たった1つ意識するだけ!「病気知らずの高齢者」がやっている「正しい歩き方」とは?【医師が解説】同書より転載 拡大画像表示

 実際、1日に1万2000歩以上歩いていたのに、骨粗しょう症になった人がいます。この人は旅館の女将さんで、館内を歩き回ることで、1万2000歩に達していました。しかし、運動強度が足りなかったのです。

 骨に刺激を与えない生活は、骨粗しょう症のリスクを高めます。いくら歩数を稼いでも中強度活動がゼロでは、骨への刺激にはならないのです。

 また、この人は屋内での歩行だけで、外に出ることがほとんどない生活を続けていたようです。

 骨粗しょう症は、日光浴をすることでも予防できます。この人はそれができなかったことで、骨粗しょう症の発症リスクを高めてしまったと考えられます。

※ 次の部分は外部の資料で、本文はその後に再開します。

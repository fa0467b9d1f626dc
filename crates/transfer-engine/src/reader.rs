//! The reader state machine: drives one inbound HTTP/1.x message across a
//! [`ByteChannel`], delivering header and body data through [`ReadCallbacks`].
//!
//! Grounded on `soup_transfer_read_cb`/`read_chunk`/`read_content_length`/
//! `read_unknown`/`soup_transfer_read_error_cb` in
//! `examples/original_source/libsoup/soup-transfer.c`: one header scan per
//! readable event, one body step per event, the `IGNORE_CANCEL`/
//! `UNIGNORE_CANCEL` reentrancy bracket translated to `processing` toggled
//! only around each callback invocation (§5).

use crate::buffer::ByteBuf;
use crate::channel::{ByteChannel, WatchId};
use crate::codec::chunked::{decode_chunk, ChunkState};
use crate::error::ReadError;
use crate::message::{HeadersDecision, TransferDecision, TransferEncoding};
use bytes::Bytes;
use std::io;
use tracing::{debug, trace};

/// Size of the scratch buffer used to pull bytes off the channel before
/// appending them to the receive buffer, mirroring the fixed
/// `read_buf[RESPONSE_BLOCK_SIZE]` stack buffer in the original.
pub const DEFAULT_READ_CHUNK_SIZE: usize = 8 * 1024;

/// Callbacks the embedder supplies to a [`Reader`]. See spec §6's callback
/// contract table.
pub trait ReadCallbacks {
    /// Fires exactly once, when the `\r\n\r\n` boundary is located. `headers`
    /// includes the terminating blank line.
    fn headers_done(&mut self, headers: &[u8]) -> HeadersDecision;

    /// Fires once per newly-available span of body bytes.
    fn chunk(&mut self, data: &[u8]) -> TransferDecision;

    /// Fires once, at the natural end of a transfer that wasn't cut short by
    /// `End`: carries the accumulated body (or an empty buffer, in streaming
    /// mode).
    fn done(&mut self, body: Bytes);

    /// Fires once on a channel error or an unexpected close. `body_started`
    /// tells the caller whether any body bytes had already arrived.
    fn error(&mut self, body_started: bool);
}

/// Tracks the outcome of one `try_scan_headers` attempt.
enum HeaderScan {
    NeedMore,
    Found,
    /// The headers-done callback requested `End`; the reader already tore
    /// itself down.
    Ended,
}

/// Drives one inbound message. Owns its channel, its receive buffer, and its
/// callback set exclusively; destroyed by [`Reader::cancel`] or at natural
/// end-of-transfer.
pub struct Reader {
    channel: Box<dyn ByteChannel>,
    readable_watch: WatchId,
    error_watch: WatchId,
    recv_buf: ByteBuf,
    header_len: usize,
    encoding: TransferEncoding,
    content_length: u64,
    chunk_state: ChunkState,
    overwrite_chunks: bool,
    callback_issued: bool,
    processing: bool,
    /// Bytes of the current body already handed to `chunk` in non-overwrite
    /// mode, so the next tail can be computed without re-deriving it from
    /// per-read byte counts (spec §3's added-field note).
    delivered_len: u64,
    /// Set once any body byte has been handed to `chunk`, independent of
    /// buffer bookkeeping: drives the `body_started` flag an `error`
    /// callback receives when the channel ends mid-body.
    body_seen: bool,
    finished: bool,
    callbacks: Box<dyn ReadCallbacks>,
    read_chunk_size: usize,
}

impl Reader {
    pub fn new(mut channel: Box<dyn ByteChannel>, overwrite_chunks: bool, callbacks: Box<dyn ReadCallbacks>) -> Self {
        let readable_watch = channel.watch_readable();
        let error_watch = channel.watch_error();
        Self {
            channel,
            readable_watch,
            error_watch,
            recv_buf: ByteBuf::new(),
            header_len: 0,
            encoding: TransferEncoding::Unknown,
            content_length: 0,
            chunk_state: ChunkState::default(),
            overwrite_chunks,
            callback_issued: false,
            processing: false,
            delivered_len: 0,
            body_seen: false,
            finished: false,
            callbacks,
            read_chunk_size: DEFAULT_READ_CHUNK_SIZE,
        }
    }

    /// Replaces the callback set. Must not be called from inside one of this
    /// reader's own callbacks.
    pub fn set_callbacks(&mut self, callbacks: Box<dyn ReadCallbacks>) {
        self.callbacks = callbacks;
    }

    pub fn is_finished(&self) -> bool {
        self.finished
    }

    /// Tears the reader down: unwatches the channel and frees the receive
    /// buffer. A no-op if a callback on this handle is currently executing
    /// (the callback must return `End` instead, see spec §5) or if the
    /// reader has already finished.
    pub fn cancel(&mut self) {
        if self.processing {
            return;
        }
        self.teardown();
    }

    fn teardown(&mut self) {
        if self.finished {
            return;
        }
        self.channel.unwatch(self.readable_watch);
        self.channel.unwatch(self.error_watch);
        self.finished = true;
    }

    /// Call when the embedder's event loop reports the readable watch fired.
    ///
    /// Drains the channel into the receive buffer, processes whatever
    /// arrived, and only then acts on an EOF or error observed partway
    /// through the drain: data that arrived before the channel closed still
    /// gets parsed and delivered first.
    pub fn on_readable(&mut self) {
        if self.finished {
            return;
        }

        let mut scratch = vec![0u8; self.read_chunk_size];
        let mut total_read = 0usize;
        let mut ended = false;

        loop {
            match self.channel.read(&mut scratch) {
                Ok(0) => {
                    trace!(error = %ReadError::PeerClosed, "read returned eof");
                    ended = true;
                    break;
                }
                Ok(n) => {
                    self.recv_buf.append(&scratch[..n]);
                    total_read += n;
                }
                Err(e) if e.kind() == io::ErrorKind::WouldBlock => break,
                Err(e) => {
                    debug!(error = %ReadError::from(e), "channel read error");
                    ended = true;
                    break;
                }
            }
        }

        if total_read > 0 {
            self.drive();
        }

        if ended && !self.finished {
            self.handle_channel_end();
        }
    }

    /// Call when the embedder's event loop reports the error watch fired
    /// (hangup / error / invalid).
    pub fn on_error_event(&mut self) {
        if self.finished {
            return;
        }
        self.handle_channel_end();
    }

    fn drive(&mut self) {
        if self.header_len == 0 {
            match self.try_scan_headers() {
                HeaderScan::NeedMore | HeaderScan::Ended => return,
                HeaderScan::Found => {}
            }
        }
        self.step_body();
    }

    fn try_scan_headers(&mut self) -> HeaderScan {
        let Some(pos) = find_subsequence(self.recv_buf.as_slice(), b"\r\n\r\n") else {
            return HeaderScan::NeedMore;
        };
        let header_len = pos + 4;

        self.processing = true;
        let decision = self.callbacks.headers_done(&self.recv_buf.as_slice()[..header_len]);
        self.processing = false;
        debug!(header_len, "headers located");

        match decision {
            HeadersDecision::End => {
                self.teardown();
                HeaderScan::Ended
            }
            HeadersDecision::UseEncoding(encoding) => {
                if let TransferEncoding::ContentLength(n) = encoding {
                    self.content_length = n;
                }
                self.encoding = encoding;
                self.recv_buf.remove_block(0, header_len);
                self.header_len = header_len;
                HeaderScan::Found
            }
        }
    }

    fn step_body(&mut self) {
        match self.encoding {
            TransferEncoding::Chunked => self.step_chunked(),
            TransferEncoding::ContentLength(_) => self.step_bounded(),
            TransferEncoding::Unknown => self.step_unbounded(),
        }
    }

    fn step_chunked(&mut self) {
        let progress = match decode_chunk(&mut self.recv_buf, &mut self.chunk_state) {
            Ok(progress) => progress,
            Err(e) => {
                debug!(error = %e, "invalid chunk framing");
                let body_started = self.body_seen;
                self.fail(body_started);
                return;
            }
        };

        if progress.datalen > 0 {
            self.body_seen = true;
            let data_end = self.chunk_state.idx;
            trace!(len = data_end, "read chunked bytes");

            self.processing = true;
            let decision = self.callbacks.chunk(&self.recv_buf.as_slice()[..data_end]);
            self.callback_issued = true;
            self.processing = false;

            if decision.is_end() {
                self.teardown();
                return;
            }

            if self.overwrite_chunks {
                self.recv_buf.remove_block(0, data_end);
                self.chunk_state.idx = 0;
            }
        }

        if progress.done {
            self.finish();
        }
    }

    /// `ContentLength` body delivery. Named `step_bounded` rather than
    /// `step_content_length` because the uniform-tail bookkeeping below is
    /// identical to what a future bounded framing would need.
    fn step_bounded(&mut self) {
        let new_tail = self.current_tail();
        if new_tail.is_empty() {
            if self.content_length == 0 {
                self.finish();
            }
            return;
        }

        let delivered_now = new_tail.len() as u64;
        self.body_seen = true;
        self.processing = true;
        let decision = self.callbacks.chunk(new_tail);
        self.callback_issued = true;
        self.processing = false;

        if decision.is_end() {
            self.teardown();
            return;
        }

        self.content_length = self.content_length.saturating_sub(delivered_now);
        self.advance_tail(delivered_now);

        if self.content_length == 0 {
            self.finish();
        }
    }

    fn step_unbounded(&mut self) {
        let new_tail = self.current_tail();
        if new_tail.is_empty() {
            return;
        }

        let delivered_now = new_tail.len() as u64;
        self.body_seen = true;
        self.processing = true;
        let decision = self.callbacks.chunk(new_tail);
        self.callback_issued = true;
        self.processing = false;

        if decision.is_end() {
            self.teardown();
            return;
        }

        self.advance_tail(delivered_now);
        // Completion for Unknown only happens on channel close (handle_channel_end).
    }

    fn current_tail(&self) -> &[u8] {
        if self.overwrite_chunks {
            self.recv_buf.as_slice()
        } else {
            &self.recv_buf.as_slice()[self.delivered_len as usize..]
        }
    }

    fn advance_tail(&mut self, delivered_now: u64) {
        if self.overwrite_chunks {
            self.recv_buf.clear();
            self.delivered_len = 0;
        } else {
            self.delivered_len += delivered_now;
        }
    }

    /// Any close/EOF/error on the channel. For `Unknown` encoding this is
    /// always a normal completion (HTTP/1.0 close-delimited bodies end this
    /// way by design); for `ContentLength`/`Chunked` it is surfaced via the
    /// `error` callback, with `body_started` reflecting whether any body
    /// byte had already reached `chunk` before the channel ended.
    fn handle_channel_end(&mut self) {
        if self.finished {
            return;
        }
        if self.encoding.is_unknown() {
            self.finish();
        } else {
            let body_started = self.body_seen;
            self.fail(body_started);
        }
    }

    fn finish(&mut self) {
        if self.finished {
            return;
        }
        let body = Bytes::from(self.recv_buf.take());
        debug!(len = body.len(), "transfer finished");
        self.processing = true;
        self.callback_issued = true;
        self.callbacks.done(body);
        self.processing = false;
        self.teardown();
    }

    fn fail(&mut self, body_started: bool) {
        if self.finished {
            return;
        }
        self.processing = true;
        self.callbacks.error(body_started);
        self.processing = false;
        self.teardown();
    }
}

fn find_subsequence(haystack: &[u8], needle: &[u8]) -> Option<usize> {
    haystack.windows(needle.len()).position(|w| w == needle)
}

 日光浴をすると、紫外線を浴びることになります。日焼けを嫌がって紫外線対策をする人がいますが、まったく浴びないのも健康によくありません。

 帽子をかぶったり手袋をしたりして、顔や手の紫外線対策をしてもかまいませんが、肌の一部が紫外線を浴びるだけでも効果があります。

 国際的なガイドラインによると、骨粗しょう症の予防には、1日15分の日光浴が必要とされています。

 紫外線が有効なのは、骨粗しょう症を予防する栄養素の1つであるビタミンDが皮膚で生成されるからです。

人と会わないと認知症リスクが上昇?
外出することで孤立・孤独も防げる

 さらに、外出しないと、歩きながらの中強度活動である速歩きができません。屋内では速歩きができないので、中強度活動が不足してしまいます。

 外を歩けばどこでも速歩きができますし、紫外線を浴びることもできます。長生き歩きを始める第1歩は外出することです。

 外出することのメリットは、それだけではありません。家の中にばかりいると、人と話す機会が少なくなります。